▶ [The problem]: In the data below, find the line containing "filename crates/api/src/error.rs", then set down that line and every later line up to and including the line containing "impl std::error::Error for AuthError", exactly.

=-=-=

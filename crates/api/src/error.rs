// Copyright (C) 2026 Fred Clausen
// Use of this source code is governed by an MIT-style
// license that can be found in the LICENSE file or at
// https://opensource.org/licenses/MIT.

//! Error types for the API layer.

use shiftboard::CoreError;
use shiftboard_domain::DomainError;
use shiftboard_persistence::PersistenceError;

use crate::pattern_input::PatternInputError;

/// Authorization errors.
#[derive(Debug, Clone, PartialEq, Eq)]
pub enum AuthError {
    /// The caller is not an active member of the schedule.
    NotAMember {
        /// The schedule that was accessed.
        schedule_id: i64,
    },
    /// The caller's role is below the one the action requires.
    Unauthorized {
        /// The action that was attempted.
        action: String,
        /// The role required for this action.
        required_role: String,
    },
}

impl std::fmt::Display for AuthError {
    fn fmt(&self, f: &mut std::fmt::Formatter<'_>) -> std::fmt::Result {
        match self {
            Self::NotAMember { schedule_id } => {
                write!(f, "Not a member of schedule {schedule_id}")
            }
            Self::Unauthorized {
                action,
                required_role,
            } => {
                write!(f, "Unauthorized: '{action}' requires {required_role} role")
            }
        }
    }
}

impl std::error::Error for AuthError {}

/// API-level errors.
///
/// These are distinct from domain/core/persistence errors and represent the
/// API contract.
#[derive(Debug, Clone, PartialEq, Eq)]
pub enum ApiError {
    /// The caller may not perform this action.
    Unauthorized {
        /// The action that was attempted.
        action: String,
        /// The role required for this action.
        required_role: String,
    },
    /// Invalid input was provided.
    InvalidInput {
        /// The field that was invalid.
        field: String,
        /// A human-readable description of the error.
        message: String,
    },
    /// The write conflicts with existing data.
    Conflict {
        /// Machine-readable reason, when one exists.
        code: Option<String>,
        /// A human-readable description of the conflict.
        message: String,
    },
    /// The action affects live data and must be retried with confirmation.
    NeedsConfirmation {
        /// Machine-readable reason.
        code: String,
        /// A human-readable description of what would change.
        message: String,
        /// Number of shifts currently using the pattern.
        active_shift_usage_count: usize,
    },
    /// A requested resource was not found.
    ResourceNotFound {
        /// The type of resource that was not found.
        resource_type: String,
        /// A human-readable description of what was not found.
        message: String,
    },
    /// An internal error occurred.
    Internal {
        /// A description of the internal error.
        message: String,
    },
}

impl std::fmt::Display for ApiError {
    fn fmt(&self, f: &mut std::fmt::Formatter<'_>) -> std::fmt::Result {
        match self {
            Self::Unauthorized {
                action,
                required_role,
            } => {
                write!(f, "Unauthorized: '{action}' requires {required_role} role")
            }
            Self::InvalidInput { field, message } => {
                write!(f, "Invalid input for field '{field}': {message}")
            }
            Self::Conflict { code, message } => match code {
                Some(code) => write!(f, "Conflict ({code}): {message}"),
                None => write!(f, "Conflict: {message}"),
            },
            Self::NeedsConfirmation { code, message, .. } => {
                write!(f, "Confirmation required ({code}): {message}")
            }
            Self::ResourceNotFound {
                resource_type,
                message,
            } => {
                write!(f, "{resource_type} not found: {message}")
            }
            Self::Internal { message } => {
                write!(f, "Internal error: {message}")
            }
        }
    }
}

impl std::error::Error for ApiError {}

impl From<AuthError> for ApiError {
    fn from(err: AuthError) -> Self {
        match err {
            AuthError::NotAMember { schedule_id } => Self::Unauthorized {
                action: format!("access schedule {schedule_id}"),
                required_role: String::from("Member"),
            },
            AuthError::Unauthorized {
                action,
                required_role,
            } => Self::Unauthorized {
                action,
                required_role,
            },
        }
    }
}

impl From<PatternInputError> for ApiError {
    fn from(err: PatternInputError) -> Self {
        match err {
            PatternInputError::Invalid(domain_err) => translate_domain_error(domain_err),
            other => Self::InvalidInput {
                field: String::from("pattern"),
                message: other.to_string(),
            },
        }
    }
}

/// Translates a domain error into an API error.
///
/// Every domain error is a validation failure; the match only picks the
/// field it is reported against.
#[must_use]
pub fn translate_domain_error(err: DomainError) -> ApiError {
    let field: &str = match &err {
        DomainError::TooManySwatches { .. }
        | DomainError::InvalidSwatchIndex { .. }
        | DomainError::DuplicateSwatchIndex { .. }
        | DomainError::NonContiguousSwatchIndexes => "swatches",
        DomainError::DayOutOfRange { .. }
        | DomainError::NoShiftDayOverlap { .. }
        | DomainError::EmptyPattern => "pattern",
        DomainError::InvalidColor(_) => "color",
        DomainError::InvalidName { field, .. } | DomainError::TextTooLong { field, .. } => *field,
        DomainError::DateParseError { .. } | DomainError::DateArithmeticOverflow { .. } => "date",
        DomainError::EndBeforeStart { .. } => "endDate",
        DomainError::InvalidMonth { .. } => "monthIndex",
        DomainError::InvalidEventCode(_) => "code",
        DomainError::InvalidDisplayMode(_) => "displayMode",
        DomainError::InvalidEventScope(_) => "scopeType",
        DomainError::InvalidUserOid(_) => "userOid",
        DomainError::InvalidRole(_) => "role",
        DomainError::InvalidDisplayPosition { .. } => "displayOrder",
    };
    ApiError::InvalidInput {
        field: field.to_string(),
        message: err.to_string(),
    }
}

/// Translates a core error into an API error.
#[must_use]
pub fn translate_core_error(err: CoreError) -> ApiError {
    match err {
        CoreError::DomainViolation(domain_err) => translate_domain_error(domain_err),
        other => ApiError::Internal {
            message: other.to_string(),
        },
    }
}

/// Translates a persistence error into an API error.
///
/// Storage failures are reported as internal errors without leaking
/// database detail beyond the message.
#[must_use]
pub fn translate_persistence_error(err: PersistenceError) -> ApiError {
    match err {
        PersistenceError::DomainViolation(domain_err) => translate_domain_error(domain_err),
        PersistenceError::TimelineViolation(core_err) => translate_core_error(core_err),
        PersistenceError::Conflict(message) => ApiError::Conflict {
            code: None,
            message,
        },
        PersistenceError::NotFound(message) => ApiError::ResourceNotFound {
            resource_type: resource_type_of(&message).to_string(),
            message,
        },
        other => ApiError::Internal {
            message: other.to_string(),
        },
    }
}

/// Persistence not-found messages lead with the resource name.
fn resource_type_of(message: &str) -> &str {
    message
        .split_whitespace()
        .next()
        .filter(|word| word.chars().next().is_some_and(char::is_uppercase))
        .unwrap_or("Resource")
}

=-=-=

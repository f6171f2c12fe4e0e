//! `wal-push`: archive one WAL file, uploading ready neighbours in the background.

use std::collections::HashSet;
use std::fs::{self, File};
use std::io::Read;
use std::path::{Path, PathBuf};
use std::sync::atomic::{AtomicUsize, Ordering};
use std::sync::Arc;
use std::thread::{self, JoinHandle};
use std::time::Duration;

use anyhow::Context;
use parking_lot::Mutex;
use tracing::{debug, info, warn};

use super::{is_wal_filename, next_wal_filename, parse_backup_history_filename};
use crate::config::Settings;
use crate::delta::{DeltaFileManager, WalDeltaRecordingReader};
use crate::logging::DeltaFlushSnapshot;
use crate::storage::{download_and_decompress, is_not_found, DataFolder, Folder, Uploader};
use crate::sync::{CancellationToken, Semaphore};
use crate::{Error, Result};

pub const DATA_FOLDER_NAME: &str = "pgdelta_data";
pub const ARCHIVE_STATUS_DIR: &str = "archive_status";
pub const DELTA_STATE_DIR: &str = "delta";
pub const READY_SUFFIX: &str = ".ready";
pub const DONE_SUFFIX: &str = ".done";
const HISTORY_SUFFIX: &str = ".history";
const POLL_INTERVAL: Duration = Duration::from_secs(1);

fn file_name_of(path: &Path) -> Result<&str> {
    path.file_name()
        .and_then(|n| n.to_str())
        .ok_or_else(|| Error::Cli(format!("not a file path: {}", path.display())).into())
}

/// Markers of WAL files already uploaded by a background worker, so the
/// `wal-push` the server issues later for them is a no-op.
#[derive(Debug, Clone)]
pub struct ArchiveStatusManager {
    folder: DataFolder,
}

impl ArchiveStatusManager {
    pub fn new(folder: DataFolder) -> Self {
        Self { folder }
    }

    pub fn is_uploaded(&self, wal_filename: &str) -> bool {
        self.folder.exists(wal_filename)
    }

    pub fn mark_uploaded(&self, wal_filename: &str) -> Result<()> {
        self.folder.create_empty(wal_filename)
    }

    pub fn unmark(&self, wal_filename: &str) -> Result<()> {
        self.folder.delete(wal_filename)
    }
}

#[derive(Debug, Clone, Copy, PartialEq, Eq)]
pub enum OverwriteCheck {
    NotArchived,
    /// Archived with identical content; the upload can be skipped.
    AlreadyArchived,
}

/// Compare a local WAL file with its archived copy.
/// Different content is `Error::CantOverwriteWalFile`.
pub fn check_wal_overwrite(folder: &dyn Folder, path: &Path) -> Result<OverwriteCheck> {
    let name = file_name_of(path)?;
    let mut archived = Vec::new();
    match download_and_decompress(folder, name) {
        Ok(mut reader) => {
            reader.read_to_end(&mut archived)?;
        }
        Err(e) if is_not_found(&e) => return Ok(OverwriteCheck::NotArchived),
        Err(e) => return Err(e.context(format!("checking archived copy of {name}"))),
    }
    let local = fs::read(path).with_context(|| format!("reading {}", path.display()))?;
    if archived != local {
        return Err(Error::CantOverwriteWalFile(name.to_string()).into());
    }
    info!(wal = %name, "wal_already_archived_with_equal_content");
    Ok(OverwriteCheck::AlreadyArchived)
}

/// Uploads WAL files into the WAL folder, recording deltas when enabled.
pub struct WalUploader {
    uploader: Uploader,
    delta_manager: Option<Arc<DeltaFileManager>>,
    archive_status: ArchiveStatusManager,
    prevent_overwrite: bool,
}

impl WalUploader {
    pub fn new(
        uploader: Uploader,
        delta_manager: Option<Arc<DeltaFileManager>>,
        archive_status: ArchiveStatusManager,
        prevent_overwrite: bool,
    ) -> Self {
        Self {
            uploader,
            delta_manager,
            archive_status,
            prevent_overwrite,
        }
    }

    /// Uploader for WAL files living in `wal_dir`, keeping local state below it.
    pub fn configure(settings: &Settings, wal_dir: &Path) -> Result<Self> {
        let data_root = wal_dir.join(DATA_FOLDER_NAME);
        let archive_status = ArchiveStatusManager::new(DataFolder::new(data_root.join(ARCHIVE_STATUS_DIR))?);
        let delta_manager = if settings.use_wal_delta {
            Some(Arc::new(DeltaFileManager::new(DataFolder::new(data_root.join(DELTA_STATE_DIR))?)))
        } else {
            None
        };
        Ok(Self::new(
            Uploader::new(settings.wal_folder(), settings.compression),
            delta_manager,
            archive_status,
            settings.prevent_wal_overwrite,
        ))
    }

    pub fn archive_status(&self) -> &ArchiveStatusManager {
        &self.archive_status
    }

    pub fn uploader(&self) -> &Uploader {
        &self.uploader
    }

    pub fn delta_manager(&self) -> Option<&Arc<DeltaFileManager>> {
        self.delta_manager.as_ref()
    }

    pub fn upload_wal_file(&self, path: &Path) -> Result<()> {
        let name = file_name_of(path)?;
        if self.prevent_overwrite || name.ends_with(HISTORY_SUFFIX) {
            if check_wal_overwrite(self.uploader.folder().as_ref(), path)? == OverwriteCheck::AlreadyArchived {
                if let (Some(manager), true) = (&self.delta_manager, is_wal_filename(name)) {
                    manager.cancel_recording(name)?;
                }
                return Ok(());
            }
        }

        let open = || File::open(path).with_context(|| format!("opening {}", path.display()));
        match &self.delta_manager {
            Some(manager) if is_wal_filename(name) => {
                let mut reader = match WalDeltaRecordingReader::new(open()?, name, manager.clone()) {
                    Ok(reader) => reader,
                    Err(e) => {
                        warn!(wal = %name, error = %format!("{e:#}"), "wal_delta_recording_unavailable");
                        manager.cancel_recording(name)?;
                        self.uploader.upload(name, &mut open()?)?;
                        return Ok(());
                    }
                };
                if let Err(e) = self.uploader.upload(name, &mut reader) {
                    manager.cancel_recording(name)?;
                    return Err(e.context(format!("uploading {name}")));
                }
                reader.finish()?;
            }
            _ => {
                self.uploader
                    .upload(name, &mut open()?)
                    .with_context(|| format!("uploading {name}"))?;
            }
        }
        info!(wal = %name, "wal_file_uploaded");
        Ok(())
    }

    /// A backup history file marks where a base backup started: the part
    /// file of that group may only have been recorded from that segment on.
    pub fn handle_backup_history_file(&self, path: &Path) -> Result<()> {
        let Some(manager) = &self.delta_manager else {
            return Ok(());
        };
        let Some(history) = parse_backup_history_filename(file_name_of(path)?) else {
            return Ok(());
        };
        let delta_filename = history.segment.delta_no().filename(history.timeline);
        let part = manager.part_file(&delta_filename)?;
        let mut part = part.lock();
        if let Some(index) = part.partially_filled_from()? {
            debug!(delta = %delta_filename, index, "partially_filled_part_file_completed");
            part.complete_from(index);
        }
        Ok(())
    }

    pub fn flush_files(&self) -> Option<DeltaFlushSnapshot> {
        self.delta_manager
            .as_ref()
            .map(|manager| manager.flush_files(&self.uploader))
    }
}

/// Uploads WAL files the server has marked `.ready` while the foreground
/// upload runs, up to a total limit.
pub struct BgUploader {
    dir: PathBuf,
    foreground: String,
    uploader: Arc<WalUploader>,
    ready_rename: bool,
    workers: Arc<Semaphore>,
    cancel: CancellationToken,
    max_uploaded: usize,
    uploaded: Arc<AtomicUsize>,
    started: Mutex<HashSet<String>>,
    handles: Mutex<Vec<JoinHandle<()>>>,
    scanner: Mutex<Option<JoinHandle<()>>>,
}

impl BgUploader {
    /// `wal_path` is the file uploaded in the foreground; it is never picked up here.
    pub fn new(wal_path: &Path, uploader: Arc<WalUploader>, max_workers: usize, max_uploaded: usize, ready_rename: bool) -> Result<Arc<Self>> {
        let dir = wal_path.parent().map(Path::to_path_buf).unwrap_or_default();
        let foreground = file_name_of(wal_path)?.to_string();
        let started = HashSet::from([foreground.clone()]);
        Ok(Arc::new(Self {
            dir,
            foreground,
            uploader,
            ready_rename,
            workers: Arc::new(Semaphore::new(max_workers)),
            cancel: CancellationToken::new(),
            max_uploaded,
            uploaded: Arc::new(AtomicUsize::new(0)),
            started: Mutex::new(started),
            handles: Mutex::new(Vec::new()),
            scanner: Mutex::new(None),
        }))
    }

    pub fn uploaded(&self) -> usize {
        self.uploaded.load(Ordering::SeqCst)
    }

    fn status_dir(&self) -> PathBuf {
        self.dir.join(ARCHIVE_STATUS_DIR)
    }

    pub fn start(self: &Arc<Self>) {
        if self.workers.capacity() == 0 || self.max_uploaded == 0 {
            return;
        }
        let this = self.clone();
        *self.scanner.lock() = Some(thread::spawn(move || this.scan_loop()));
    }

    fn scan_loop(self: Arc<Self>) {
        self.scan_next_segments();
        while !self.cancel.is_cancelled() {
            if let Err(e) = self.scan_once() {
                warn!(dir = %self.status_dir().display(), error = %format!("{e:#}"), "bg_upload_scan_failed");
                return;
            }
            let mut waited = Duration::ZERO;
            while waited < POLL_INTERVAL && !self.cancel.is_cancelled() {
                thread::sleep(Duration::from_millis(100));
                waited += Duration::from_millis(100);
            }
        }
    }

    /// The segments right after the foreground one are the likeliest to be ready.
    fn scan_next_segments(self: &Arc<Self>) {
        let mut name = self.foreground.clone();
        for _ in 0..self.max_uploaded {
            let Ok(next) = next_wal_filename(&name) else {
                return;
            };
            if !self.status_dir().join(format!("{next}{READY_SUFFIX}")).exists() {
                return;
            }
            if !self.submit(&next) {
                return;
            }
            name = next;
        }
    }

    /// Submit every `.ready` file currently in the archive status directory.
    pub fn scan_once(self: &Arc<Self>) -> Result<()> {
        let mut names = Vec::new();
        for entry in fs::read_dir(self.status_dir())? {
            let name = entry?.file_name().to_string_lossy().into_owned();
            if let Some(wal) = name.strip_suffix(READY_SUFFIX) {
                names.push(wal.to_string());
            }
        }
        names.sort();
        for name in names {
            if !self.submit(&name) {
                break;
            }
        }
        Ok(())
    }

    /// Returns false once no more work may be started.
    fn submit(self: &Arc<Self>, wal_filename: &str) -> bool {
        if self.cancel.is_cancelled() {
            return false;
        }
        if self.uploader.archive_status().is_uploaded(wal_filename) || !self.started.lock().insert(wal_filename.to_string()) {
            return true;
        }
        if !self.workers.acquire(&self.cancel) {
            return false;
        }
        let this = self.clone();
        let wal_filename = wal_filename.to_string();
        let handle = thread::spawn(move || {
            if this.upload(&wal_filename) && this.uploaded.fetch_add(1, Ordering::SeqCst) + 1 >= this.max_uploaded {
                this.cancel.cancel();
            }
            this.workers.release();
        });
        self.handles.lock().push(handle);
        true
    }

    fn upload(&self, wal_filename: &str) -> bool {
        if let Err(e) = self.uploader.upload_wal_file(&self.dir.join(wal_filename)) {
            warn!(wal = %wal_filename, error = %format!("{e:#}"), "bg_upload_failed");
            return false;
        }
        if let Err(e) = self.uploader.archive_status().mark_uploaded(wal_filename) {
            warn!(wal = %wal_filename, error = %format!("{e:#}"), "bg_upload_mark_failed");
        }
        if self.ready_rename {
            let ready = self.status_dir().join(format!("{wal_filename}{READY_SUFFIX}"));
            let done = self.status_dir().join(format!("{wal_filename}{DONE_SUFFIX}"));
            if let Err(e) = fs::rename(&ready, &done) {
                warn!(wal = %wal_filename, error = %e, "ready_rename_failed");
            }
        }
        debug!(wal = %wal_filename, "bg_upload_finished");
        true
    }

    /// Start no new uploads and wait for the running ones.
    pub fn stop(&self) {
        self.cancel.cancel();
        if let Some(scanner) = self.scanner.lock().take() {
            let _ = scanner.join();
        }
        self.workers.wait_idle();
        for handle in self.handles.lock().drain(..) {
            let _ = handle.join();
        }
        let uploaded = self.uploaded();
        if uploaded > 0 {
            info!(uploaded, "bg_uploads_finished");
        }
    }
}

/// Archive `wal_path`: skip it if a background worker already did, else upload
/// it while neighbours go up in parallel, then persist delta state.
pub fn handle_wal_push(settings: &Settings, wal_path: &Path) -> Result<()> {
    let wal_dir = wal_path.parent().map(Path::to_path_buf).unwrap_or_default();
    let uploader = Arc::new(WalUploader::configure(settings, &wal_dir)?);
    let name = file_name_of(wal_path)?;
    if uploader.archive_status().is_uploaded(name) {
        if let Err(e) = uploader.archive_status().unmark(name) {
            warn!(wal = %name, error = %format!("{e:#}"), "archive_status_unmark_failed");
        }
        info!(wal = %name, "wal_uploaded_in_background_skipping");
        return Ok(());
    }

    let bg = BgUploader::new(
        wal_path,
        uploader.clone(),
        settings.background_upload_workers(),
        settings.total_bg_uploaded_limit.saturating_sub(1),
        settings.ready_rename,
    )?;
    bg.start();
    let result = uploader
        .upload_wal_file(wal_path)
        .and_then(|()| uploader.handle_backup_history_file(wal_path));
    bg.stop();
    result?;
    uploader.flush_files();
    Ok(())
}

=-=-=

▶ [Response to the task]:
filename crates/api/src/error.rs
// Copyright (C) 2026 Fred Clausen
// Use of this source code is governed by an MIT-style
// license that can be found in the LICENSE file or at
// https://opensource.org/licenses/MIT.

//! Error types for the API layer.

use shiftboard::CoreError;
use shiftboard_domain::DomainError;
use shiftboard_persistence::PersistenceError;

use crate::pattern_input::PatternInputError;

/// Authorization errors.
#[derive(Debug, Clone, PartialEq, Eq)]
pub enum AuthError {
    /// The caller is not an active member of the schedule.
    NotAMember {
        /// The schedule that was accessed.
        schedule_id: i64,
    },
    /// The caller's role is below the one the action requires.
    Unauthorized {
        /// The action that was attempted.
        action: String,
        /// The role required for this action.
        required_role: String,
    },
}

impl std::fmt::Display for AuthError {
    fn fmt(&self, f: &mut std::fmt::Formatter<'_>) -> std::fmt::Result {
        match self {
            Self::NotAMember { schedule_id } => {
                write!(f, "Not a member of schedule {schedule_id}")
            }
            Self::Unauthorized {
                action,
                required_role,
            } => {
                write!(f, "Unauthorized: '{action}' requires {required_role} role")
            }
        }
    }
}

impl std::error::Error for AuthError {}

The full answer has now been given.